==== Extracted entries
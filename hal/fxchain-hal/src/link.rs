//! Duplex byte channel abstraction
//!
//! Provides the blocking, line-oriented transport trait that the command
//! channel drives. Implementations wrap a physical serial port or a
//! simulated device.

use core::time::Duration;

#[cfg(feature = "serde")]
use serde::{Deserialize, Serialize};

/// Baud rate the device firmware configures its UART for
pub const DEFAULT_BAUDRATE: u32 = 9600;

/// Per-read timeout used when waiting for a response line
pub const DEFAULT_READ_TIMEOUT_MS: u32 = 100;

/// Errors from transport operations
#[derive(Debug, Clone, Copy, PartialEq, Eq)]
#[cfg_attr(feature = "defmt", derive(defmt::Format))]
pub enum TransportError {
    /// Operation requires an open link
    NotOpen,
    /// The link could not be opened
    Open,
    /// The link could not be closed
    Close,
    /// Writing or flushing failed
    Write,
    /// Reading failed (a plain timeout is not an error)
    Read,
}

impl core::fmt::Display for TransportError {
    fn fmt(&self, f: &mut core::fmt::Formatter<'_>) -> core::fmt::Result {
        let msg = match self {
            TransportError::NotOpen => "link is not open",
            TransportError::Open => "failed to open link",
            TransportError::Close => "failed to close link",
            TransportError::Write => "write to link failed",
            TransportError::Read => "read from link failed",
        };
        f.write_str(msg)
    }
}

/// Duplex byte channel to the device
///
/// The channel is strictly half-duplex request/response from the
/// caller's point of view: one write, then one bounded read. Nothing is
/// retried and nothing is buffered beyond what the underlying channel
/// does on its own.
pub trait TransportLink {
    /// Open the physical connection
    fn open(&mut self) -> Result<(), TransportError>;

    /// Close the physical connection
    fn close(&mut self) -> Result<(), TransportError>;

    /// Write all bytes to the link
    fn write(&mut self, data: &[u8]) -> Result<(), TransportError>;

    /// Flush any buffered outgoing data
    fn flush(&mut self) -> Result<(), TransportError>;

    /// Read one line into `buf`
    ///
    /// Reads until a line terminator (`\n`) is seen, `buf` is full, or
    /// `timeout` elapses. The terminator is not stored. Returns the number
    /// of bytes placed in `buf`; a silent timeout returns `Ok(0)`.
    fn read_line(&mut self, buf: &mut [u8], timeout: Duration) -> Result<usize, TransportError>;

    /// Check whether the physical connection is open
    fn is_open(&self) -> bool;

    /// Link settings this transport was created with
    fn config(&self) -> &LinkConfig;
}

/// Serial link configuration
#[derive(Debug, Clone, Copy, PartialEq, Eq)]
#[cfg_attr(feature = "defmt", derive(defmt::Format))]
#[cfg_attr(feature = "serde", derive(Serialize, Deserialize))]
#[cfg_attr(feature = "serde", serde(default))]
pub struct LinkConfig {
    /// Baud rate in bits per second
    pub baudrate: u32,
    /// Number of data bits (typically 8)
    pub data_bits: DataBits,
    /// Parity mode
    pub parity: Parity,
    /// Number of stop bits
    pub stop_bits: StopBits,
    /// How long a single response read may block, in milliseconds
    pub read_timeout_ms: u32,
}

impl LinkConfig {
    /// Per-read timeout as a `Duration`
    pub fn read_timeout(&self) -> Duration {
        Duration::from_millis(self.read_timeout_ms as u64)
    }

    /// Override the baud rate
    pub fn with_baudrate(mut self, baudrate: u32) -> Self {
        self.baudrate = baudrate;
        self
    }

    /// Override the per-read timeout
    pub fn with_read_timeout_ms(mut self, timeout_ms: u32) -> Self {
        self.read_timeout_ms = timeout_ms;
        self
    }
}

impl Default for LinkConfig {
    fn default() -> Self {
        Self {
            baudrate: DEFAULT_BAUDRATE,
            data_bits: DataBits::Eight,
            parity: Parity::None,
            stop_bits: StopBits::One,
            read_timeout_ms: DEFAULT_READ_TIMEOUT_MS,
        }
    }
}

/// Number of data bits per character
#[derive(Debug, Clone, Copy, PartialEq, Eq)]
#[cfg_attr(feature = "defmt", derive(defmt::Format))]
#[cfg_attr(feature = "serde", derive(Serialize, Deserialize))]
#[cfg_attr(feature = "serde", serde(rename_all = "lowercase"))]
pub enum DataBits {
    Seven,
    Eight,
}

/// Parity mode
#[derive(Debug, Clone, Copy, PartialEq, Eq)]
#[cfg_attr(feature = "defmt", derive(defmt::Format))]
#[cfg_attr(feature = "serde", derive(Serialize, Deserialize))]
#[cfg_attr(feature = "serde", serde(rename_all = "lowercase"))]
pub enum Parity {
    None,
    Even,
    Odd,
}

/// Number of stop bits
#[derive(Debug, Clone, Copy, PartialEq, Eq)]
#[cfg_attr(feature = "defmt", derive(defmt::Format))]
#[cfg_attr(feature = "serde", derive(Serialize, Deserialize))]
#[cfg_attr(feature = "serde", serde(rename_all = "lowercase"))]
pub enum StopBits {
    One,
    Two,
}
========
The problem — Find each line of the data above that holds the word "connection", then copy it.

Response to the exercise —
    /// Open the physical connection
    /// Close the physical connection
    /// Check whether the physical connection is open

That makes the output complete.